No repugna al pensamiento suponer que las almas que se encuentren en el primer caso podrían tener alguna capacidad de mantener el contacto con el mundo material, aunque sólo sea la observación de los avatares de sus seres queridos, mientras les esperan en el Jardín del Paraíso. Muchas personas rezan a sus difuntos y se comunican con ellos a través de la oración mientras afirman que ellos los ven desde el cielo.
Por el contrario, para las almas que hayan sido sentenciadas a la condenación eterna parece poco probable que se les conceda el favor de mantener contacto con su pasado, tal como explica Lucas en el capítulo 16 de su Evangelio, a propósito de las demandas de cierto rico desde el Hades: “Además de todo esto, una gran sima está puesta entre nosotros y vosotros, de manera que los que quisieren pasar de aquí a vosotros, no pueden, ni de allá pasar acá”.
Dicho esto, sólo veo tres posibilidades tras la muerte: que renazcamos a una nueva vida gloriosa en el Cielo, que suframos eternamente en el Infierno, o que nos extingamos al tiempo que el soporte material de la consciencia se apague.
La gente de fe sea esta cual sea, entiende que lo común es lo primero y que sólo en algunos casos la segunda opción es la indicada, en tanto que quienes niegan lo espiritual consideran el ser finiquitado en la sepultura, dejando atrás, si acaso, el recuerdo.
Últimamente se está abriendo una especie de tercera vía, se escucha con frecuencia referirse a los fallecidos con un “allí donde esté”, como si de ese modo se pudiera compaginar cierto agnosticismo con la necesidad de consuelo.

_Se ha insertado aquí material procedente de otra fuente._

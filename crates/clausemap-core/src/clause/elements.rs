//! Leaf and composite clause elements.

use std::fmt;
use std::sync::Arc;

use super::ClauseNode;
use crate::error::{CompileError, Result};
use crate::schema::ColumnRef;
use crate::types::SqlType;
use crate::value::SqlValue;

/// Binary operators.
#[derive(Debug, Clone, Copy, PartialEq, Eq, Hash)]
pub enum Operator {
    /// `=`
    Eq,
    /// `!=`
    NotEq,
    /// `<`
    Lt,
    /// `<=`
    LtEq,
    /// `>`
    Gt,
    /// `>=`
    GtEq,
    /// `LIKE`
    Like,
    /// `IN`
    In,
    /// `IS`
    Is,
    /// `IS NOT`
    IsNot,
    /// `BETWEEN`
    Between,
}

impl Operator {
    /// Returns the SQL representation of this operator.
    #[must_use]
    pub const fn as_str(&self) -> &'static str {
        match self {
            Self::Eq => "=",
            Self::NotEq => "!=",
            Self::Lt => "<",
            Self::LtEq => "<=",
            Self::Gt => ">",
            Self::GtEq => ">=",
            Self::Like => "LIKE",
            Self::In => "IN",
            Self::Is => "IS",
            Self::IsNot => "IS NOT",
            Self::Between => "BETWEEN",
        }
    }
}

/// Prefix operators.
#[derive(Debug, Clone, Copy, PartialEq, Eq, Hash)]
pub enum UnaryOp {
    /// `NOT`
    Not,
    /// `EXISTS`
    Exists,
}

/// Operators joining the members of a [`Compound`].
#[derive(Debug, Clone, Copy, PartialEq, Eq, Hash)]
pub enum CompoundOp {
    /// `AND`
    And,
    /// `OR`
    Or,
    /// `,` (value lists)
    Comma,
}

impl CompoundOp {
    pub(crate) const fn separator(self) -> &'static str {
        match self {
            Self::And => " AND ",
            Self::Or => " OR ",
            Self::Comma => ", ",
        }
    }
}

/// `left op right`.
#[derive(Debug, Clone, PartialEq, Eq, Hash)]
pub struct Binary {
    pub(crate) left: Box<ClauseNode>,
    pub(crate) right: Box<ClauseNode>,
    pub(crate) op: Operator,
}

impl Binary {
    /// Creates a binary expression.
    #[must_use]
    pub fn new(left: impl Into<ClauseNode>, op: Operator, right: impl Into<ClauseNode>) -> Self {
        Self {
            left: Box::new(left.into()),
            right: Box::new(right.into()),
            op,
        }
    }

    /// Left operand.
    #[must_use]
    pub fn left(&self) -> &ClauseNode {
        &self.left
    }

    /// Right operand.
    #[must_use]
    pub fn right(&self) -> &ClauseNode {
        &self.right
    }

    /// Operator.
    #[must_use]
    pub const fn op(&self) -> Operator {
        self.op
    }

    /// The same comparison with its operands exchanged.
    #[must_use]
    pub fn swapped(self) -> Self {
        Self {
            left: self.right,
            right: self.left,
            op: self.op,
        }
    }
}

/// A prefix operator applied to one operand.
#[derive(Debug, Clone, PartialEq, Eq, Hash)]
pub struct Unary {
    pub(crate) op: UnaryOp,
    pub(crate) operand: Box<ClauseNode>,
}

impl Unary {
    /// The operator.
    #[must_use]
    pub const fn op(&self) -> UnaryOp {
        self.op
    }

    /// The operand.
    #[must_use]
    pub fn operand(&self) -> &ClauseNode {
        &self.operand
    }
}

/// Clauses joined by one operator, optionally parenthesized.
#[derive(Debug, Clone, PartialEq, Eq, Hash)]
pub struct Compound {
    pub(crate) op: CompoundOp,
    pub(crate) clauses: Vec<ClauseNode>,
    pub(crate) parens: bool,
}

impl Compound {
    /// Creates a compound; nested compounds are parenthesized.
    #[must_use]
    pub fn new(op: CompoundOp, clauses: impl IntoIterator<Item = ClauseNode>) -> Self {
        let clauses = clauses
            .into_iter()
            .map(|clause| match clause {
                ClauseNode::Compound(mut inner) => {
                    inner.parens = true;
                    ClauseNode::Compound(inner)
                }
                other => other,
            })
            .collect();
        Self {
            op,
            clauses,
            parens: false,
        }
    }

    /// The joining operator.
    #[must_use]
    pub const fn op(&self) -> CompoundOp {
        self.op
    }

    /// Members in order.
    #[must_use]
    pub fn clauses(&self) -> &[ClauseNode] {
        &self.clauses
    }

    /// Appends a member.
    pub fn push(&mut self, clause: ClauseNode) {
        let clause = match clause {
            ClauseNode::Compound(mut inner) => {
                inner.parens = true;
                ClauseNode::Compound(inner)
            }
            other => other,
        };
        self.clauses.push(clause);
    }

    /// Whether the compound renders inside parentheses.
    #[must_use]
    pub const fn is_parenthesized(&self) -> bool {
        self.parens
    }

    /// Forces parentheses.
    #[must_use]
    pub const fn parenthesized(mut self) -> Self {
        self.parens = true;
        self
    }
}

/// A named bind parameter with a default value.
#[derive(Debug, Clone, PartialEq, Eq, Hash)]
pub struct BindParam {
    key: String,
    value: SqlValue,
    ty: SqlType,
    shortname: Option<String>,
}

impl BindParam {
    /// Creates a parameter with a `NULL` default.
    #[must_use]
    pub fn new(key: impl Into<String>) -> Self {
        Self {
            key: key.into(),
            value: SqlValue::Null,
            ty: SqlType::Null,
            shortname: None,
        }
    }

    /// Sets the default value.
    #[must_use]
    pub fn with_value(mut self, value: SqlValue) -> Self {
        self.value = value;
        self
    }

    /// Sets the value type.
    #[must_use]
    pub const fn with_type(mut self, ty: SqlType) -> Self {
        self.ty = ty;
        self
    }

    /// Sets the secondary lookup name.
    #[must_use]
    pub fn with_shortname(mut self, shortname: impl Into<String>) -> Self {
        self.shortname = Some(shortname.into());
        self
    }

    /// Bind name.
    #[must_use]
    pub fn key(&self) -> &str {
        &self.key
    }

    /// Default value.
    #[must_use]
    pub const fn value(&self) -> &SqlValue {
        &self.value
    }

    /// Value type.
    #[must_use]
    pub const fn ty(&self) -> SqlType {
        self.ty
    }

    /// Secondary lookup name.
    #[must_use]
    pub fn shortname(&self) -> Option<&str> {
        self.shortname.as_deref()
    }
}

/// Literal SQL. `:name` tokens become bind parameters at compile time.
#[derive(Debug, Clone, PartialEq, Eq, Hash)]
pub struct TextClause {
    text: String,
}

impl TextClause {
    /// Wraps raw SQL.
    #[must_use]
    pub fn new(text: impl Into<String>) -> Self {
        Self { text: text.into() }
    }

    /// The raw SQL.
    #[must_use]
    pub fn text(&self) -> &str {
        &self.text
    }
}

/// Sort key.
#[derive(Debug, Clone, PartialEq, Eq, Hash)]
pub struct OrderItem {
    pub(crate) expr: ClauseNode,
    pub(crate) descending: bool,
}

impl OrderItem {
    /// The sort expression.
    #[must_use]
    pub const fn expr(&self) -> &ClauseNode {
        &self.expr
    }

    /// Whether the sort is descending.
    #[must_use]
    pub const fn is_descending(&self) -> bool {
        self.descending
    }
}

impl From<ColumnRef> for OrderItem {
    fn from(column: ColumnRef) -> Self {
        Self {
            expr: ClauseNode::Column(column),
            descending: false,
        }
    }
}

impl From<ClauseNode> for OrderItem {
    fn from(expr: ClauseNode) -> Self {
        Self {
            expr,
            descending: false,
        }
    }
}

/// Ascending sort on `expr`.
pub fn asc(expr: impl Into<ClauseNode>) -> OrderItem {
    OrderItem {
        expr: expr.into(),
        descending: false,
    }
}

/// Descending sort on `expr`.
pub fn desc(expr: impl Into<ClauseNode>) -> OrderItem {
    OrderItem {
        expr: expr.into(),
        descending: true,
    }
}

#[derive(Debug, PartialEq, Eq, Hash)]
struct AliasDef {
    inner: ClauseNode,
    name: String,
}

/// A selectable under another name.
///
/// Its columns are proxies owned by the alias; each remembers the physical
/// column it stands for.
#[derive(Clone, PartialEq, Eq, Hash)]
pub struct Alias(Arc<AliasDef>);

impl Alias {
    /// Aliases `inner` as `name`.
    #[must_use]
    pub fn new(inner: impl Into<ClauseNode>, name: impl Into<String>) -> Self {
        Self(Arc::new(AliasDef {
            inner: inner.into(),
            name: name.into(),
        }))
    }

    /// The alias name.
    #[must_use]
    pub fn name(&self) -> &str {
        &self.0.name
    }

    /// The aliased selectable.
    #[must_use]
    pub fn inner(&self) -> &ClauseNode {
        &self.0.inner
    }

    /// Column proxies, one per exported column of the inner selectable.
    #[must_use]
    pub fn columns(&self) -> Vec<ColumnRef> {
        self.0
            .inner
            .exported_columns()
            .into_iter()
            .map(|(name, source)| ColumnRef::proxy(&source, self, name))
            .collect()
    }

    /// Looks up a proxy by exported name.
    #[must_use]
    pub fn column(&self, name: &str) -> Option<ColumnRef> {
        self.columns().into_iter().find(|c| c.name() == name)
    }

    /// Returns the named proxy.
    ///
    /// # Panics
    ///
    /// Panics if the alias exports no such column.
    #[must_use]
    pub fn c(&self, name: &str) -> ColumnRef {
        match self.column(name) {
            Some(column) => column,
            None => panic!("alias '{}' has no column '{name}'", self.name()),
        }
    }

    /// The proxy standing for the same physical column as `column`.
    #[must_use]
    pub fn corresponding_column(&self, column: &ColumnRef) -> Option<ColumnRef> {
        self.columns()
            .into_iter()
            .find(|c| c.same_origin(column))
    }
}

impl fmt::Debug for Alias {
    fn fmt(&self, f: &mut fmt::Formatter<'_>) -> fmt::Result {
        write!(f, "Alias({})", self.0.name)
    }
}

/// Two selectables joined on a condition.
#[derive(Debug, Clone, PartialEq, Eq, Hash)]
pub struct Join {
    pub(crate) left: Box<ClauseNode>,
    pub(crate) right: Box<ClauseNode>,
    pub(crate) on: Box<ClauseNode>,
    pub(crate) outer: bool,
}

impl Join {
    /// Joins `left` and `right` on `on`.
    #[must_use]
    pub fn new(
        left: impl Into<ClauseNode>,
        right: impl Into<ClauseNode>,
        on: impl Into<ClauseNode>,
        outer: bool,
    ) -> Self {
        Self {
            left: Box::new(left.into()),
            right: Box::new(right.into()),
            on: Box::new(on.into()),
            outer,
        }
    }

    /// Joins `left` and `right`, deriving the condition from foreign keys.
    ///
    /// Every foreign key between the two sides contributes one equality;
    /// several are combined with `AND`.
    ///
    /// # Errors
    ///
    /// Returns a compile error when no foreign key joins the two sides.
    pub fn infer(
        left: impl Into<ClauseNode>,
        right: impl Into<ClauseNode>,
        outer: bool,
    ) -> Result<Self> {
        let left = left.into();
        let right = right.into();
        let on = infer_join_condition(&left, &right)?;
        Ok(Self::new(left, right, on, outer))
    }

    /// Chains another inner join onto this one.
    #[must_use]
    pub fn join(self, right: impl Into<ClauseNode>, on: impl Into<ClauseNode>) -> Self {
        Self::new(self, right, on, false)
    }

    /// Chains another outer join onto this one.
    #[must_use]
    pub fn outerjoin(self, right: impl Into<ClauseNode>, on: impl Into<ClauseNode>) -> Self {
        Self::new(self, right, on, true)
    }

    /// Left side.
    #[must_use]
    pub fn left(&self) -> &ClauseNode {
        &self.left
    }

    /// Right side.
    #[must_use]
    pub fn right(&self) -> &ClauseNode {
        &self.right
    }

    /// Join condition.
    #[must_use]
    pub fn on_clause(&self) -> &ClauseNode {
        &self.on
    }

    /// Whether this is a `LEFT OUTER JOIN`.
    #[must_use]
    pub const fn is_outer(&self) -> bool {
        self.outer
    }

    /// FROM identifier: the ids of both sides joined by `_`.
    #[must_use]
    pub fn id(&self) -> String {
        format!("{}_{}", self.left.from_id(), self.right.from_id())
    }

    /// Columns of both sides.
    #[must_use]
    pub fn columns(&self) -> Vec<ColumnRef> {
        let mut cols = self.left.columns();
        cols.extend(self.right.columns());
        cols
    }
}

fn table_matches(fullname: &str, reference: &str) -> bool {
    fullname == reference || fullname.rsplit('.').next() == Some(reference)
}

fn infer_join_condition(left: &ClauseNode, right: &ClauseNode) -> Result<ClauseNode> {
    let left_cols = left.columns();
    let right_cols = right.columns();
    let mut criteria: Vec<ClauseNode> = Vec::new();

    // Foreign keys on the right side referencing the left side.
    for table in right.tables() {
        for fk in table.foreign_keys() {
            let fk_col = right_cols.iter().find(|c| {
                c.origin().table == table.fullname() && c.origin().column == fk.column
            });
            let ref_col = left_cols.iter().find(|c| {
                table_matches(&c.origin().table, &fk.ref_table) && c.origin().column == fk.ref_column
            });
            if let (Some(fk_col), Some(ref_col)) = (fk_col, ref_col) {
                let crit = ClauseNode::Binary(Binary::new(ref_col.clone(), Operator::Eq, fk_col.clone()));
                if !criteria.contains(&crit) {
                    criteria.push(crit);
                }
            }
        }
    }

    // Foreign keys on the left side referencing the right side.
    for table in left.tables() {
        for fk in table.foreign_keys() {
            let fk_col = left_cols.iter().find(|c| {
                c.origin().table == table.fullname() && c.origin().column == fk.column
            });
            let ref_col = right_cols.iter().find(|c| {
                table_matches(&c.origin().table, &fk.ref_table) && c.origin().column == fk.ref_column
            });
            if let (Some(fk_col), Some(ref_col)) = (fk_col, ref_col) {
                let crit = ClauseNode::Binary(Binary::new(fk_col.clone(), Operator::Eq, ref_col.clone()));
                if !criteria.contains(&crit) {
                    criteria.push(crit);
                }
            }
        }
    }

    match criteria.len() {
        0 => Err(CompileError::NoJoinCondition {
            left: left.from_id(),
            right: right.from_id(),
        }),
        1 => Ok(criteria.remove(0)),
        _ => Ok(ClauseNode::Compound(Compound::new(CompoundOp::And, criteria))),
    }
}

Algo así como: “No creo en ningún Dios, ni religión alguna, pero me resisto a pensar que todo se ha perdido”. En otros casos afirman que tal persona es ahora una estrella en el cielo, que desde arriba nos mira…
Pues bien, no sé si esto puede ser cierto o no, más que nada porque es relativamente fácil probar la existencia de algo, pero es totalmente imposible probar su inexistencia. Sin embargo, la perspectiva de ser una bola de hidrógeno en fusión nuclear que emite ingentes cantidades de calor y energía al espacio, desde el extrarradio de alguna galaxia, me atrae más bien poco.
Yo cambiaría el “allí donde esté” por un “desde el Cielo al que seguramente ha llegado”, es más consecuente con la fe de la mayoría, no se le caen a uno los anillos por pronunciar estas palabras, por muy agnóstico que sea, y a la familia le serán de más consuelo. Y si a alguien le resulta imposible, lo mejor es no ir más allá de un sincero “te acompaño en el sentimiento” y abstenerse de subir al púlpito a glosar los méritos del interfecto. Hágame caso.